Что происходит, когда учитель музыки ругает ученика за «недостаточность практики»? Вопрос несколько осложнен, и только сейчас, когда я пишу эти строчки, я начинаю понимать процесс, доставивший мне в детстве столько мучений. (Воспитатели знают, что когда мы говорим о человеке «непослушный», мы зачастую имеем в виду, что он или она использует или пытается использовать самокоррекцию в индивидуальном акте, когда успех зависит от калибровки, приобретенной длительной практикой. Вы не можете научиться стрелять из дробовика, обращаясь с ним, как с винтовкой.) Во время игры я очень старался играть правильно. Другими словами, я пытался использовать коррекцию ошибок в разовом акте исполнения каждой ноты. Результат был далек от музыки.

Контраст между использованием винтовки и дробовика возникает из того факта, что стрелок из винтовки может откорректировать прицел в середине незавершенного действия. Он корректирует несовершенную ошибку. Человек с дробовиком судит о качестве стрельбы после завершения действия. В момент стрельбы охотник с дробовиком обладает меньшей гибкостью, чем охотник с винтовкой, так как полагается на сформированные привычки. Птица падает или улетает, а охотник добавляет еще один дополнительный продукт опыта в банк памяти, от которого зависит калибровка.

[Оба ряда диаграмм, две отопительные системы дома и по различным способам стрельбы, демонстрируют различия в логических типах.
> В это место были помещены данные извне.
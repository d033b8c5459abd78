//! Error type for access-specification normalization.

use thiserror::Error;

/// Errors raised while normalizing an access specification against an
/// attached dataset shape.
///
/// These are always raised synchronously, before any I/O is attempted, and
/// invalid accesses are never silently clamped.
#[derive(Debug, Clone, PartialEq, Eq, Error)]
pub enum AccessError {
    /// The access has the wrong number of axes for the dataset.
    #[error("access has {got} axes but the dataset has {expected} real dimensions")]
    DimensionMismatch { expected: usize, got: usize },

    /// A single index lies outside the dimension's extent.
    #[error("index {index} out of bounds for dimension {dim} of extent {extent}")]
    OutOfBounds {
        dim: usize,
        index: usize,
        extent: usize,
    },

    /// A range is inverted or exceeds the dimension's extent.
    #[error("range {start}..{end} invalid for dimension {dim} of extent {extent}")]
    InvalidRange {
        dim: usize,
        start: usize,
        end: usize,
        extent: usize,
    },

    /// The dataset shape has no dimensions or a zero extent.
    #[error("dataset shape {0:?} has no addressable elements")]
    EmptyShape(Vec<usize>),
}
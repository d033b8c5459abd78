//! Expansion planning.
//!
//! Given a requested access region and the current coverage, the planner
//! computes the minimal set of additional rectilinear regions that must be
//! read from the backing source to extend coverage over the request. The
//! planner never reads data itself; it only produces [`Expansion`]s for the
//! aggregator to execute.
//!
//! Candidate expansions for one unit are built per required side of each
//! dimension and then pairwise de-overlapped so no volume is planned twice.
//! De-overlapping only ever shrinks a candidate; when two candidates
//! overlap in the interior of a dimension and neither contains the other
//! along the remaining dimensions, the overlap is left in place: a small
//! double-read costs redundant I/O but never incorrectness.

use tracing::trace;

use crate::coverage::CoverageStore;
use crate::region::{intersects, IndexRange, SliceRegion};

/// One rectilinear region that must be read to grow coverage, restricted to
/// a unit range.
///
/// The planner emits single-unit expansions; [`collapse_expansions`] may
/// widen the unit range when adjacent units need an identical spatial read.
#[derive(Debug, Clone, PartialEq, Eq)]
pub struct Expansion {
    /// Half-open range of units this expansion reads.
    pub units: IndexRange,
    /// Extent along each spatial dimension.
    pub spatial: Vec<IndexRange>,
}

impl Expansion {
    /// True when the expansion addresses no indices.
    pub fn is_empty(&self) -> bool {
        self.units.is_empty() || self.spatial.iter().any(IndexRange::is_empty)
    }
}

/// Compute the expansions needed to bring coverage up to `region`.
///
/// Units never touched before expand by the full requested region; units
/// with prior coverage expand by the per-dimension required ranges only.
/// Units already containing the request produce nothing, so the call is
/// idempotent. Zero-volume requests plan nothing.
pub fn calc_expansion(region: &SliceRegion, store: &CoverageStore) -> Vec<Expansion> {
    if region.is_empty() {
        return Vec::new();
    }

    let mut expansions = Vec::new();
    for unit in region.units.iter() {
        let units = IndexRange::new(unit, unit + 1);
        match store.unit_coverage_ref(unit) {
            // Brand-new unit: nothing to avoid re-reading, take the whole
            // requested region.
            None => expansions.push(Expansion {
                units,
                spatial: region.spatial.clone(),
            }),
            Some(coverage) => {
                let mut candidates = unit_candidates(&region.spatial, coverage);
                resolve_overlaps(&mut candidates);
                for spatial in candidates {
                    let expansion = Expansion { units, spatial };
                    if !expansion.is_empty() {
                        expansions.push(expansion);
                    }
                }
            }
        }
    }
    trace!(region = %region, count = expansions.len(), "planned expansions");
    expansions
}

/// Build one candidate rectangle per required side of each dimension.
///
/// A candidate's extent along its own dimension is exactly the required
/// range; along every other dimension it is the union of existing coverage
/// and that dimension's required ranges (existing coverage alone when the
/// dimension needs nothing), so coverage plus candidates tile the union of
/// coverage and request.
fn unit_candidates(request: &[IndexRange], coverage: &[IndexRange]) -> Vec<Vec<IndexRange>> {
    let dims = request.len();
    let mut required: Vec<(usize, IndexRange)> = Vec::new();
    let mut has_required = vec![false; dims];
    for d in 0..dims {
        if request[d].start < coverage[d].start {
            required.push((d, IndexRange::new(request[d].start, coverage[d].start)));
            has_required[d] = true;
        }
        if request[d].end > coverage[d].end {
            required.push((d, IndexRange::new(coverage[d].end, request[d].end)));
            has_required[d] = true;
        }
    }

    required
        .iter()
        .map(|&(dx, range)| {
            (0..dims)
                .map(|dy| {
                    if dy == dx {
                        range
                    } else if has_required[dy] {
                        coverage[dy].span(&request[dy])
                    } else {
                        coverage[dy]
                    }
                })
                .collect()
        })
        .collect()
}

/// Pairwise de-overlap of one unit's candidates.
///
/// For each ordered pair, when one candidate contains the other along every
/// dimension but `dx`, the contained side's `dx` extent is shrunk until the
/// two no longer overlap. Shrinking only removes volume still covered by
/// the other candidate at that moment, so the union of all candidates is
/// preserved regardless of pair order.
fn resolve_overlaps(candidates: &mut [Vec<IndexRange>]) {
    let n = candidates.len();
    for i in 0..n {
        for j in 0..n {
            if i == j {
                continue;
            }
            let a = candidates[i].clone();
            if a.iter().any(IndexRange::is_empty)
                || candidates[j].iter().any(IndexRange::is_empty)
                || !intersects(&a, &candidates[j])
            {
                continue;
            }
            let dims = a.len();
            for dx in 0..dims {
                let contained_elsewhere =
                    (0..dims).filter(|&d| d != dx).all(|d| a[d].contains(&candidates[j][d]));
                if contained_elsewhere {
                    shrink(&mut candidates[j][dx], &a[dx]);
                    break;
                }
            }
        }
    }
}

/// Remove from `mine` the part overlapped by `other`, when the overlap
/// touches either end of `mine`. An interior overlap is left alone.
fn shrink(mine: &mut IndexRange, other: &IndexRange) {
    if !mine.intersects(other) {
        return;
    }
    let covers_low = other.start <= mine.start;
    let covers_high = other.end >= mine.end;
    match (covers_low, covers_high) {
        // Fully redundant candidate.
        (true, true) => mine.end = mine.start,
        (true, false) => mine.start = other.end,
        (false, true) => mine.end = other.start,
        (false, false) => {}
    }
}

/// Merge expansions with identical spatial extents whose unit ranges touch.
///
/// The backing source may charge a fixed per-call cost (decompression, a
/// seek), so reading three adjacent volumes in one call amortizes it.
/// Expansions whose spatial extents differ are never merged.
pub fn collapse_expansions(expansions: Vec<Expansion>) -> Vec<Expansion> {
    let mut groups: Vec<(Vec<IndexRange>, Vec<IndexRange>)> = Vec::new();
    for expansion in expansions {
        match groups.iter_mut().find(|(spatial, _)| *spatial == expansion.spatial) {
            Some((_, units)) => units.push(expansion.units),
            None => groups.push((expansion.spatial, vec![expansion.units])),
        }
    }

    let mut collapsed = Vec::new();
    for (spatial, mut units) in groups {
        units.sort_by_key(|u| u.start);
        let mut merged: Vec<IndexRange> = Vec::new();
        for range in units {
            match merged.last_mut() {
                Some(last) if range.start <= last.end => last.end = last.end.max(range.end),
                _ => merged.push(range),
            }
        }
        collapsed.extend(merged.into_iter().map(|units| Expansion {
            units,
            spatial: spatial.clone(),
        }));
    }
    collapsed
}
В обоих случаях, где мы поднимаемся на второй логический уровень (рис. 2 и 4), происходящее событие является не только изменением, применимым к частному случаю (как в рис. 1 и 3), но долговременным изменением в системе, которое повлияет на будущие события, то есть изменением в структуре.] Именно на такие изменения мы ссылаемся, употребляя термин «обучение», но для создания логически последовательной теории я включаю в эту рубрику все события, в которых организм или система получают информацию, и вот почему нам нужен термин «нулевое познание», или нулевое обучение. На самом деле, стрелок из винтовки в отличие от богомола обучается, практикуясь. Но этого не видно из «чистого случая», показанного на диаграмме. В то же самое время я включаю в этот термин все, от простейших случаев – до получения сложной информации, которая может определить характер, религию, компетентность или эпистемологию. Я также включаю внутреннее обучение, то есть изменения в процессах обучения, вызванные изменениями при взаимодействии различных частей мозга. Следующим шагом после такого всеобъемлющего определения будет разработка определенной классификации обучения и ее объяснение, то есть то, что я называю теорией обучения. [Разработка такой теории включает группирование явлений, часто отличающихся друг от друга, таких, как адаптация, пагубные привычки, формирование привычек, а затем определение различных видов обучения терминами логических типов. Выше уровня нулевого обучения обучение состоит из изменений системных характеристик в результате опыта. В организмах такое изменение обычно происходит в поиске постоянства цели, – цели, заранее определенной.]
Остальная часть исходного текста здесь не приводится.